What is needed here is an exact reprint of every record below.

____________________

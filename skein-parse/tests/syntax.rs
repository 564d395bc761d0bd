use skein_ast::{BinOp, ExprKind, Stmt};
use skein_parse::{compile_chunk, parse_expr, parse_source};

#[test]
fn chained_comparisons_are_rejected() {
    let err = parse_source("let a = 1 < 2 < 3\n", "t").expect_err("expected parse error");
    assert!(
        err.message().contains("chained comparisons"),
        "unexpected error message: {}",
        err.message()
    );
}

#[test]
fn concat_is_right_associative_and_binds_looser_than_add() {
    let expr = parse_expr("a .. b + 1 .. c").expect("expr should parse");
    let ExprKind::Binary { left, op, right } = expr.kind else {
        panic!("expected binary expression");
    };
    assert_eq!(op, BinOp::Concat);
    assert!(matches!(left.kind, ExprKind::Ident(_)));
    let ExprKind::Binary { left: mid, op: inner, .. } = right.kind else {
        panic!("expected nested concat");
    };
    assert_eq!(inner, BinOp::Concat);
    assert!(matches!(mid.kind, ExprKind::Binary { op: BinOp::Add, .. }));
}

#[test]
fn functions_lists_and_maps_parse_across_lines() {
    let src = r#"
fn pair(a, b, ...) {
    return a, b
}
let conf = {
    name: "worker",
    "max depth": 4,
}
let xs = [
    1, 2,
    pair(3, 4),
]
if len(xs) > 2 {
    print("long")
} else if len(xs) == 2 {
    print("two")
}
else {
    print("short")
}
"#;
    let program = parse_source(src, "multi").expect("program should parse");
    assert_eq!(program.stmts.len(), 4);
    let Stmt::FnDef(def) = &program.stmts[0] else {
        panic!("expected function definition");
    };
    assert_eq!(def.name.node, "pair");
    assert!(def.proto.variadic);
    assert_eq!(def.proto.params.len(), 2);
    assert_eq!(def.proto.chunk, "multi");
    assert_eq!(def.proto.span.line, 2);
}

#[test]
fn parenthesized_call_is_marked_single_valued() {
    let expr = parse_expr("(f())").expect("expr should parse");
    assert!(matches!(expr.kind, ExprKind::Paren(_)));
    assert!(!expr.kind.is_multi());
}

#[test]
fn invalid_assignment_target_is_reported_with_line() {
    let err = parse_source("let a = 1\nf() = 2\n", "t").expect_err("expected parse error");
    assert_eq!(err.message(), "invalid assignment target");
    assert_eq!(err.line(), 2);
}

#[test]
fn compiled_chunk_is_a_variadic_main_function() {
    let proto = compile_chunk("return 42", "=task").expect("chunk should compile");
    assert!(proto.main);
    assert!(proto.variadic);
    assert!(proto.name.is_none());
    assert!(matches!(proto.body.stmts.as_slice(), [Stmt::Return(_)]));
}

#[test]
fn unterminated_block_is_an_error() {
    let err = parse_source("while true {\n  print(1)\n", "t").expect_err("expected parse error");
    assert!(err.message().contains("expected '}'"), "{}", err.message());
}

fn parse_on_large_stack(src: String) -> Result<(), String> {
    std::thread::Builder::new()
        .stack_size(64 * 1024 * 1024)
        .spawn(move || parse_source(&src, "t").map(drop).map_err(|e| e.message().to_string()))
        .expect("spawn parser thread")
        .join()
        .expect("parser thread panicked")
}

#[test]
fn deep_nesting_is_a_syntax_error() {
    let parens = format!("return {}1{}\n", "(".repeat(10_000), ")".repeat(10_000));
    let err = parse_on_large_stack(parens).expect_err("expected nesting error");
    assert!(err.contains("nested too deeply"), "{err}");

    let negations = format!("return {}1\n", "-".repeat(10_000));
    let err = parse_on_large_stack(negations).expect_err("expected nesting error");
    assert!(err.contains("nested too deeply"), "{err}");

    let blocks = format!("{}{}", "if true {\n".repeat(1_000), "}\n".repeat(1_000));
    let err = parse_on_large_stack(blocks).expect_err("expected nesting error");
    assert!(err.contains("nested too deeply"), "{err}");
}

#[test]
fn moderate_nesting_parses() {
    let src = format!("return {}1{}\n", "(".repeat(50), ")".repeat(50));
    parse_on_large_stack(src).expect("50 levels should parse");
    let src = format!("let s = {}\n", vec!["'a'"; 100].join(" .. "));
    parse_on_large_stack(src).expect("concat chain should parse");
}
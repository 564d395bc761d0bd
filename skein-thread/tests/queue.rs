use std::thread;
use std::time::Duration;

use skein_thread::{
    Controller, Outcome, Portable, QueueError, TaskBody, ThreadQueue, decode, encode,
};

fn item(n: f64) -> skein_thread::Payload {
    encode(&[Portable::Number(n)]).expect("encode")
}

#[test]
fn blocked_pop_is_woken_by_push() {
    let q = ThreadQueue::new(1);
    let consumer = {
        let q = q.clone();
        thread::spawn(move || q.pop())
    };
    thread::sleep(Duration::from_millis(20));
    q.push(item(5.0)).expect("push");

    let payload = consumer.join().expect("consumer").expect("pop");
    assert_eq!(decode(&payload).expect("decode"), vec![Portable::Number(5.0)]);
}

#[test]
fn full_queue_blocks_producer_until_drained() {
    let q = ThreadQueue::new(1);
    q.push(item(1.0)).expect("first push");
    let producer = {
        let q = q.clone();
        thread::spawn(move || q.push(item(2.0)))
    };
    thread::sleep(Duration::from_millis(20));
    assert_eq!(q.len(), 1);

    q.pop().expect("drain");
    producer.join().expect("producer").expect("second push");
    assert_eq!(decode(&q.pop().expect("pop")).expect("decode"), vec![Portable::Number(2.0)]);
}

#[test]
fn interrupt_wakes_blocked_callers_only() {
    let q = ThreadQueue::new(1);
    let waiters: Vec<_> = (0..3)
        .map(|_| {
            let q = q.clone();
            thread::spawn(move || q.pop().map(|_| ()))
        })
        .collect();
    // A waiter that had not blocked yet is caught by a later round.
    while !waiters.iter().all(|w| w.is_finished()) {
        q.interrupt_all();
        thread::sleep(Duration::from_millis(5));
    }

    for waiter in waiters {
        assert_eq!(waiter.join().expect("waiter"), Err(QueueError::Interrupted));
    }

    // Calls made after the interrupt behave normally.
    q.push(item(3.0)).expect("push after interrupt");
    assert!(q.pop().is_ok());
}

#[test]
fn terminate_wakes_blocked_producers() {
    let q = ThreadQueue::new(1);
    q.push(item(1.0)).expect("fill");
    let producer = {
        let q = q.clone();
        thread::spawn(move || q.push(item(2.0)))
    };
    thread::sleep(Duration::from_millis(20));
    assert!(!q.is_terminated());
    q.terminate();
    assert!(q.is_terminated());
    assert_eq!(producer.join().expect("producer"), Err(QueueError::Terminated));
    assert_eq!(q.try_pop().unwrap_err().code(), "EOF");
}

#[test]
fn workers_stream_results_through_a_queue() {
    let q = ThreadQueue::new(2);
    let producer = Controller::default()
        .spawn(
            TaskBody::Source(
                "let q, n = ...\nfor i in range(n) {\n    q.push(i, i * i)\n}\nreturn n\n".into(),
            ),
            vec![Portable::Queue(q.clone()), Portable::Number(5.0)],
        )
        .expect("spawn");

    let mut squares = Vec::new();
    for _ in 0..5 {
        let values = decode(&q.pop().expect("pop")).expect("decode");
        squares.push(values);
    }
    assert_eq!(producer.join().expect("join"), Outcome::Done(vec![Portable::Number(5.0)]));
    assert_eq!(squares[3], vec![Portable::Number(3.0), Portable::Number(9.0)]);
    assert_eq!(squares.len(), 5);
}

____________________

§ **EXERCISE RESULT**
filename skein-parse/tests/syntax.rs
repository 564d395bc761d0bd
use skein_ast::{BinOp, ExprKind, Stmt};
use skein_parse::{compile_chunk, parse_expr, parse_source};

#[test]
fn chained_comparisons_are_rejected() {
    let err = parse_source("let a = 1 < 2 < 3\n", "t").expect_err("expected parse error");
    assert!(
        err.message().contains("chained comparisons"),
        "unexpected error message: {}",
        err.message()
    );
}

#[test]
fn concat_is_right_associative_and_binds_looser_than_add() {
    let expr = parse_expr("a .. b + 1 .. c").expect("expr should parse");
    let ExprKind::Binary { left, op, right } = expr.kind else {
        panic!("expected binary expression");
    };
    assert_eq!(op, BinOp::Concat);
    assert!(matches!(left.kind, ExprKind::Ident(_)));
    let ExprKind::Binary { left: mid, op: inner, .. } = right.kind else {
        panic!("expected nested concat");
    };
    assert_eq!(inner, BinOp::Concat);
    assert!(matches!(mid.kind, ExprKind::Binary { op: BinOp::Add, .. }));
}

#[test]
fn functions_lists_and_maps_parse_across_lines() {
    let src = r#"
fn pair(a, b, ...) {
    return a, b
}
let conf = {
    name: "worker",
    "max depth": 4,
}
let xs = [
    1, 2,
    pair(3, 4),
]
if len(xs) > 2 {
    print("long")
} else if len(xs) == 2 {
    print("two")
}
else {
    print("short")
}
"#;
    let program = parse_source(src, "multi").expect("program should parse");
    assert_eq!(program.stmts.len(), 4);
    let Stmt::FnDef(def) = &program.stmts[0] else {
        panic!("expected function definition");
    };
    assert_eq!(def.name.node, "pair");
    assert!(def.proto.variadic);
    assert_eq!(def.proto.params.len(), 2);
    assert_eq!(def.proto.chunk, "multi");
    assert_eq!(def.proto.span.line, 2);
}

#[test]
fn parenthesized_call_is_marked_single_valued() {
    let expr = parse_expr("(f())").expect("expr should parse");
    assert!(matches!(expr.kind, ExprKind::Paren(_)));
    assert!(!expr.kind.is_multi());
}

#[test]
fn invalid_assignment_target_is_reported_with_line() {
    let err = parse_source("let a = 1\nf() = 2\n", "t").expect_err("expected parse error");
    assert_eq!(err.message(), "invalid assignment target");
    assert_eq!(err.line(), 2);
}

#[test]
fn compiled_chunk_is_a_variadic_main_function() {
    let proto = compile_chunk("return 42", "=task").expect("chunk should compile");
    assert!(proto.main);
    assert!(proto.variadic);
    assert!(proto.name.is_none());
    assert!(matches!(proto.body.stmts.as_slice(), [Stmt::Return(_)]));
}

#[test]
fn unterminated_block_is_an_error() {
    let err = parse_source("while true {\n  print(1)\n", "t").expect_err("expected parse error");
    assert!(err.message().contains("expected '}'"), "{}", err.message());
}

fn parse_on_large_stack(src: String) -> Result<(), String> {
    std::thread::Builder::new()
        .stack_size(64 * 1024 * 1024)
        .spawn(move || parse_source(&src, "t").map(drop).map_err(|e| e.message().to_string()))
        .expect("spawn parser thread")
        .join()
        .expect("parser thread panicked")
}

#[test]
fn deep_nesting_is_a_syntax_error() {
    let parens = format!("return {}1{}\n", "(".repeat(10_000), ")".repeat(10_000));
    let err = parse_on_large_stack(parens).expect_err("expected nesting error");
    assert!(err.contains("nested too deeply"), "{err}");

    let negations = format!("return {}1\n", "-".repeat(10_000));
    let err = parse_on_large_stack(negations).expect_err("expected nesting error");
    assert!(err.contains("nested too deeply"), "{err}");

    let blocks = format!("{}{}", "if true {\n".repeat(1_000), "}\n".repeat(1_000));
    let err = parse_on_large_stack(blocks).expect_err("expected nesting error");
    assert!(err.contains("nested too deeply"), "{err}");
}

#[test]
fn moderate_nesting_parses() {
    let src = format!("return {}1{}\n", "(".repeat(50), ")".repeat(50));
    parse_on_large_stack(src).expect("50 levels should parse");
    let src = format!("let s = {}\n", vec!["'a'"; 100].join(" .. "));
    parse_on_large_stack(src).expect("concat chain should parse");
}
repository 564d395bc761d0bd
filename skein-thread/tests/queue.rs
use std::thread;
use std::time::Duration;

use skein_thread::{
    Controller, Outcome, Portable, QueueError, TaskBody, ThreadQueue, decode, encode,
};

fn item(n: f64) -> skein_thread::Payload {
    encode(&[Portable::Number(n)]).expect("encode")
}

#[test]
fn blocked_pop_is_woken_by_push() {
    let q = ThreadQueue::new(1);
    let consumer = {
        let q = q.clone();
        thread::spawn(move || q.pop())
    };
    thread::sleep(Duration::from_millis(20));
    q.push(item(5.0)).expect("push");

    let payload = consumer.join().expect("consumer").expect("pop");
    assert_eq!(decode(&payload).expect("decode"), vec![Portable::Number(5.0)]);
}

#[test]
fn full_queue_blocks_producer_until_drained() {
    let q = ThreadQueue::new(1);
    q.push(item(1.0)).expect("first push");
    let producer = {
        let q = q.clone();
        thread::spawn(move || q.push(item(2.0)))
    };
    thread::sleep(Duration::from_millis(20));
    assert_eq!(q.len(), 1);

    q.pop().expect("drain");
    producer.join().expect("producer").expect("second push");
    assert_eq!(decode(&q.pop().expect("pop")).expect("decode"), vec![Portable::Number(2.0)]);
}

#[test]
fn interrupt_wakes_blocked_callers_only() {
    let q = ThreadQueue::new(1);
    let waiters: Vec<_> = (0..3)
        .map(|_| {
            let q = q.clone();
            thread::spawn(move || q.pop().map(|_| ()))
        })
        .collect();
    // A waiter that had not blocked yet is caught by a later round.
    while !waiters.iter().all(|w| w.is_finished()) {
        q.interrupt_all();
        thread::sleep(Duration::from_millis(5));
    }

    for waiter in waiters {
        assert_eq!(waiter.join().expect("waiter"), Err(QueueError::Interrupted));
    }

    // Calls made after the interrupt behave normally.
    q.push(item(3.0)).expect("push after interrupt");
    assert!(q.pop().is_ok());
}

#[test]
fn terminate_wakes_blocked_producers() {
    let q = ThreadQueue::new(1);
    q.push(item(1.0)).expect("fill");
    let producer = {
        let q = q.clone();
        thread::spawn(move || q.push(item(2.0)))
    };
    thread::sleep(Duration::from_millis(20));
    assert!(!q.is_terminated());
    q.terminate();
    assert!(q.is_terminated());
    assert_eq!(producer.join().expect("producer"), Err(QueueError::Terminated));
    assert_eq!(q.try_pop().unwrap_err().code(), "EOF");
}

#[test]
fn workers_stream_results_through_a_queue() {
    let q = ThreadQueue::new(2);
    let producer = Controller::default()
        .spawn(
            TaskBody::Source(
                "let q, n = ...\nfor i in range(n) {\n    q.push(i, i * i)\n}\nreturn n\n".into(),
            ),
            vec![Portable::Queue(q.clone()), Portable::Number(5.0)],
        )
        .expect("spawn");

    let mut squares = Vec::new();
    for _ in 0..5 {
        let values = decode(&q.pop().expect("pop")).expect("decode");
        squares.push(values);
    }
    assert_eq!(producer.join().expect("join"), Outcome::Done(vec![Portable::Number(5.0)]));
    assert_eq!(squares[3], vec![Portable::Number(3.0), Portable::Number(9.0)]);
    assert_eq!(squares.len(), 5);
}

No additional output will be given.